Reformat Taxonomic Lineage using taxonkit
taxonkit_reformat(
file_path,
delimiter = NULL,
add_prefix = FALSE,
prefix_kingdom = "K__",
prefix_phylum = "p__",
prefix_class = "c__",
prefix_order = "o__",
prefix_family = "f__",
prefix_genus = "g__",
prefix_species = "s__",
prefix_subspecies = "t__",
prefix_strain = "T__",
fill_miss_rank = FALSE,
format_string = "",
miss_rank_repl_prefix = "unclassified ",
miss_rank_repl = "",
miss_taxid_repl = "",
output_ambiguous_result = FALSE,
lineage_field = 2,
taxid_field = NULL,
pseudo_strain = FALSE,
trim = FALSE,
text = FALSE,
data_dir = NULL
)
The path to the input file with taxonomic lineages. Or file text (text=TRUE)

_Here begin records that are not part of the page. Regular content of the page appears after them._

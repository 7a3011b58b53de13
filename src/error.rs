//! Application error types.
//!
//! Provides unified error handling with actionable context for debugging.

use std::path::PathBuf;

use thiserror::Error;

/// Application result type alias
pub type Result<T> = std::result::Result<T, Error>;

/// Application error types with specific context for actionable debugging
#[derive(Debug, Error)]
pub enum Error {
    /// IO error with path context
    #[error("IO error at {path:?}: {source}")]
    Io {
        /// The underlying IO error.
        source: std::io::Error,
        /// File path where the error occurred, if known.
        path: Option<PathBuf>,
    },

    /// Network error (connection, timeout, DNS)
    #[error("Network error: {0}")]
    Network(String),

    /// Lyrics API error with status context
    #[error("Lyrics API error: {message}")]
    LyricsApi {
        /// Human-readable error description.
        message: String,
        /// HTTP status code, if from an HTTP response.
        status: Option<u16>,
        /// Actionable suggestion for resolving the error.
        hint: Option<&'static str>,
    },

    /// Configuration error with guidance
    #[error("Configuration error: {message}. {hint}")]
    Config {
        /// Description of the configuration problem.
        message: String,
        /// Actionable guidance for fixing the issue.
        hint: &'static str,
    },

    /// Parsing error (settings file, API payload)
    #[error("Parse error in {file:?}: {message}")]
    Parse {
        /// File that failed to parse, if known.
        file: Option<PathBuf>,
        /// Description of the parse failure.
        message: String,
    },

    /// Music download failed after every attempt
    #[error("Download failed: {message}")]
    Download {
        /// Last failure reported by the downloader.
        message: String,
        /// What the user can do about it.
        hint: &'static str,
    },

    /// External media player could not be started or waited on
    #[error("Media player `{player}` failed: {message}")]
    Player {
        /// Player binary name.
        player: String,
        /// Description of the failure.
        message: String,
    },

    /// A required external tool is missing from `PATH`
    #[error("`{0}` was not found in PATH")]
    MissingTool(String),

    /// Generic message error (escape hatch)
    #[error("{0}")]
    Msg(String),
}

impl Error {
    /// Create an IO error with path context
    pub fn io(source: std::io::Error, path: impl Into<Option<PathBuf>>) -> Self {
        Self::Io { source, path: path.into() }
    }

    /// Create a lyrics API error with HTTP status
    pub fn api_status(message: impl Into<String>, status: u16) -> Self {
        let hint = match status {
            404 => Some("No lyrics are published for this query"),
            429 => Some("Rate limited - wait a moment and try again"),
            500..=599 => Some("Lyrics server error - try again later"),
            _ => None,
        };
        Self::LyricsApi {
            message: message.into(),
            status: Some(status),
            hint,
        }
    }

    /// Create a config error with actionable hint
    pub fn config(message: impl Into<String>, hint: &'static str) -> Self {
        Self::Config { message: message.into(), hint }
    }

    /// Create a parse error with file context
    pub fn parse(message: impl Into<String>, file: impl Into<Option<PathBuf>>) -> Self {
        Self::Parse { file: file.into(), message: message.into() }
    }

    /// Create a player error
    pub fn player(player: impl Into<String>, message: impl Into<String>) -> Self {
        Self::Player { player: player.into(), message: message.into() }
    }
}

// Convenience conversions
impl From<std::io::Error> for Error {
    fn from(e: std::io::Error) -> Self {
        Self::Io { source: e, path: None }
    }
}

impl From<reqwest::Error> for Error {
    fn from(e: reqwest::Error) -> Self {
        Self::Network(e.to_string())
    }
}

impl From<String> for Error {
    fn from(s: String) -> Self {
        Self::Msg(s)
    }
}

impl From<&str> for Error {
    fn from(s: &str) -> Self {
        Self::Msg(s.to_string())
    }
}

#[cfg(test)]
mod tests {
    #![allow(clippy::expect_used, clippy::unwrap_used, clippy::panic)]

    use super::*;

    #[test]
    fn api_status_provides_hints() {
        let err = Error::api_status("Too many requests", 429);
        match err {
            Error::LyricsApi { hint: Some(h), status: Some(429), .. } => {
                assert!(h.contains("Rate limited"));
            }
            _ => panic!("Expected LyricsApi error with hint"),
        }
    }

    #[test]
    fn io_error_keeps_path() {
        let err = Error::io(
            std::io::Error::new(std::io::ErrorKind::NotFound, "gone"),
            PathBuf::from("/tmp/song.lrc"),
        );
        assert!(err.to_string().contains("song.lrc"));
    }
}
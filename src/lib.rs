//! `lyrics-shower` - synced lyrics in the terminal while a song plays.
//!
//! Songs are downloaded with `yt-dlp`, lyrics come from LRCLIB (or a custom
//! URL) and an external player plays the audio while the lyric display follows
//! the playback clock.

// Re-export public modules for use in integration tests and as a library
pub mod app;
pub mod cli;
pub mod config;
pub mod constants;
pub mod deps;
pub mod error;
pub mod input;
pub mod install;
pub mod interactive;
pub mod lrclib;
pub mod lyrics;
pub mod menu;
pub mod prompt;
pub mod services;
pub mod sync;
pub mod types;
pub mod ui;
pub mod version;
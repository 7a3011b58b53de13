//! Interactive settings menu.

use std::io::{BufRead, Write};

use crate::config::Config;
use crate::constants::render::RULE_WIDTH;
use crate::deps::{self, Installer};
use crate::error::Result;
use crate::prompt::Prompt;
use crate::types::{DisplayMode, Platform};

/// Show the menu until the user saves with `0`.
///
/// Returns `true` when the settings were saved, `false` when input ended first.
pub fn settings_menu<R: BufRead, W: Write>(config: &mut Config, prompt: &mut Prompt<R, W>) -> Result<bool> {
    let rule = "=".repeat(RULE_WIDTH);

    loop {
        let s = &config.settings;
        prompt.clear_screen()?;
        prompt.say(format!("{rule}\n⚙️  SETTINGS MENU\n{rule}\n"))?;
        prompt.say(format!("1. Platform: {}", s.platform))?;
        prompt.say(format!("2. Media Player: {}", s.media_player))?;
        prompt.say(format!("3. Display Mode: {}", s.display_mode))?;
        prompt.say(format!("4. Use Graph: {}", s.use_graph))?;
        prompt.say(format!("5. Glitch Effect: {}", s.effects.glitch))?;
        prompt.say(format!("6. Flash Effect: {}", s.effects.flash))?;
        prompt.say(format!("7. Auto Install Dependencies: {}", s.auto_install))?;
        prompt.say(format!("8. Check for Updates: {}", s.check_updates))?;
        prompt.say("\n0. Save and Exit\n")?;

        let Some(choice) = prompt.ask("Select option: ")? else {
            return Ok(false);
        };

        let s = &mut config.settings;
        match choice.as_str() {
            "0" => {
                config.save()?;
                prompt.say("✅ Settings saved!")?;
                return Ok(true);
            }
            "1" => {
                prompt.say("\nPlatform options: youtube, soundcloud, spotify")?;
                if let Some(answer) = prompt.ask("Enter platform: ")?.filter(|a| !a.is_empty()) {
                    match answer.parse::<Platform>() {
                        Ok(platform) => s.platform = platform,
                        Err(e) => tracing::debug!("Ignoring platform: {e}"),
                    }
                }
            }
            "2" => {
                prompt.say("\nMedia player options: ffplay, mpv")?;
                if let Some(player) = prompt.ask("Enter player: ")?.filter(|a| !a.is_empty()) {
                    if !deps::is_installed(&player)
                        && prompt.confirm(&format!("{player} not found. Install? (y/N): "), "y")?
                    {
                        if let Err(e) = Installer::Pkg.install(deps::player_package(&player)) {
                            prompt.say(format!("❌ {e}"))?;
                        }
                    }
                    s.media_player = player;
                }
            }
            "3" => {
                prompt.say("\nDisplay modes: scrolling, centered, list")?;
                if let Some(mode) = prompt.ask("Enter mode: ")? {
                    if let Ok(mode) = mode.parse::<DisplayMode>() {
                        s.display_mode = mode;
                    }
                }
            }
            "4" => s.use_graph = !s.use_graph,
            "5" => s.effects.glitch = !s.effects.glitch,
            "6" => s.effects.flash = !s.effects.flash,
            "7" => s.auto_install = !s.auto_install,
            "8" => s.check_updates = !s.check_updates,
            other => tracing::debug!("Unknown settings option {other:?}"),
        }
    }
}

#[cfg(test)]
mod tests {
    #![allow(clippy::expect_used, clippy::unwrap_used, clippy::panic)]

    use super::*;
    use crate::config::{Paths, Settings};
    use std::io::Cursor;

    fn config(home: &std::path::Path) -> Config {
        Config { paths: Paths::with_home(home), settings: Settings::default() }
    }

    #[test]
    fn toggles_and_saves() {
        let home = tempfile::tempdir().unwrap();
        let mut config = config(home.path());
        let input = "5\n3\nlist\n3\nfancy\n1\nsoundcloud\n0\n";
        let mut prompt = Prompt::new(Cursor::new(input), Vec::new());

        assert!(settings_menu(&mut config, &mut prompt).unwrap());

        let saved = Settings::load(&config.paths.config_file()).unwrap();
        assert!(saved.effects.glitch);
        assert_eq!(saved.display_mode, DisplayMode::List);
        assert_eq!(saved.platform, Platform::Soundcloud);
    }

    #[test]
    fn missing_player_offers_install() {
        let home = tempfile::tempdir().unwrap();
        let mut config = config(home.path());
        let input = "2\nlyrics-shower-missing-player\nn\n0\n";
        let mut prompt = Prompt::new(Cursor::new(input), Vec::new());

        settings_menu(&mut config, &mut prompt).unwrap();
        assert_eq!(config.settings.media_player, "lyrics-shower-missing-player");
        let out = String::from_utf8(prompt.into_output()).unwrap();
        assert!(out.contains("not found. Install?"));
    }

    #[test]
    fn end_of_input_leaves_file_untouched() {
        let home = tempfile::tempdir().unwrap();
        let mut config = config(home.path());
        let mut prompt = Prompt::new(Cursor::new("4\n"), Vec::new());

        assert!(!settings_menu(&mut config, &mut prompt).unwrap());
        assert!(config.settings.use_graph);
        assert!(!config.paths.config_file().exists());
    }
}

The field delimiter in the input lineage (default ";").
Logical, indicating whether to add prefixes for all ranks (default: FALSE).
The prefix for kingdom, used along with –add-prefix (default: "K__").
The prefix for phylum, used along with –add-prefix (default: "p__").
The prefix for class, used along with –add-prefix (default: "c__").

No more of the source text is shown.